*Your instructions:* Restate each record exactly as it was written.

==== Data ====

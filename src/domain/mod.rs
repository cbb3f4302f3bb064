//! Domain types used throughout the pipeline.
//!
//! This module defines:
//!
//! - staged input records (`EnrollmentRecord`, `RatingRecord`, `CountyAttribute`)
//! - derived stage outputs (`ContractCountyWeight`, `ContractYearExposure`, ...)
//! - classification enums (`AttributeKind`, `ThresholdBand`, `ResidualBucket`)
//! - the run configuration object threaded through every stage

pub mod types;

pub use types::*;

====

*Response below:*
filename src/domain/mod.rs
repository cbb3f4302f3bb064
//! Domain types used throughout the pipeline.
//!
//! This module defines:
//!
//! - staged input records (`EnrollmentRecord`, `RatingRecord`, `CountyAttribute`)
//! - derived stage outputs (`ContractCountyWeight`, `ContractYearExposure`, ...)
//! - classification enums (`AttributeKind`, `ThresholdBand`, `ResidualBucket`)
//! - the run configuration object threaded through every stage

pub mod types;

pub use types::*;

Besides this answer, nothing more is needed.